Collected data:
--- START ---

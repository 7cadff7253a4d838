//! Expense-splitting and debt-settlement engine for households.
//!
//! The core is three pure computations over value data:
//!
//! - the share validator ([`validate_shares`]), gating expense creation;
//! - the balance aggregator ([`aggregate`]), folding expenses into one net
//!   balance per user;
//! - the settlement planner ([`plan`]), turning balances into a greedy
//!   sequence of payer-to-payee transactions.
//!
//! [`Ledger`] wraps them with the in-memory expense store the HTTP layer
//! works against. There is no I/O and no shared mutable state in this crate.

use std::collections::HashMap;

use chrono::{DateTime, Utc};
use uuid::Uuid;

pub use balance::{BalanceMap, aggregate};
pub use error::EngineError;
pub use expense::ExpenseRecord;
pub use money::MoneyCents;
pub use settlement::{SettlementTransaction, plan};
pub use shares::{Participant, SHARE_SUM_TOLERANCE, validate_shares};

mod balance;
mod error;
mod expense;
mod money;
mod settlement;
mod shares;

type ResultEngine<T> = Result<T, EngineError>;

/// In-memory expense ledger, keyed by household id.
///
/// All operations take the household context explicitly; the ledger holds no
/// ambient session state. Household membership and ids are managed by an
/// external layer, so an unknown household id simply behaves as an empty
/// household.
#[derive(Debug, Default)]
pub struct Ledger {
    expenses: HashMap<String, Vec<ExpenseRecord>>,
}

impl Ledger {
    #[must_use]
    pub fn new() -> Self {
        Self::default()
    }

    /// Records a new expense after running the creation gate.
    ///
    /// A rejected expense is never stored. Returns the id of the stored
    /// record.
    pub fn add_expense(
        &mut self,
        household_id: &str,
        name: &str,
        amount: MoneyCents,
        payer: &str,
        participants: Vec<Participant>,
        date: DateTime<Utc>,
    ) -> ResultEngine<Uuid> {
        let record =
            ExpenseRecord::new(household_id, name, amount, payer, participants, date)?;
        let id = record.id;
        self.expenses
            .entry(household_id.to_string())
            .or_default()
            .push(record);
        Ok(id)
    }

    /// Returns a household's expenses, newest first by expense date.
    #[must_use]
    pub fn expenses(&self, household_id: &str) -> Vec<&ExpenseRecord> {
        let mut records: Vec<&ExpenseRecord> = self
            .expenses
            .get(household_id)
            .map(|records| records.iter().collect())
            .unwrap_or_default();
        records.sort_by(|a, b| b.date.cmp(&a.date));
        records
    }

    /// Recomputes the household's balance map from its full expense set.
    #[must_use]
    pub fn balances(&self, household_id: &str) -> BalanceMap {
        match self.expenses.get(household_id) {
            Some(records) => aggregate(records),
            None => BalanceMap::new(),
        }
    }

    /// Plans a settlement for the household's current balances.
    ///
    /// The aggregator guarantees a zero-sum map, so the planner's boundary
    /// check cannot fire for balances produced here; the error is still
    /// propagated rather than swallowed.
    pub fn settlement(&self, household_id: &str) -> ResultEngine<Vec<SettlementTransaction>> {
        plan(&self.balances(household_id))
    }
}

--- END ---

Examine the records and pull out every line where the string "aggregate" occurs.

//! - the balance aggregator ([`aggregate`]), folding expenses into one net
pub use balance::{BalanceMap, aggregate};
            Some(records) => aggregate(records),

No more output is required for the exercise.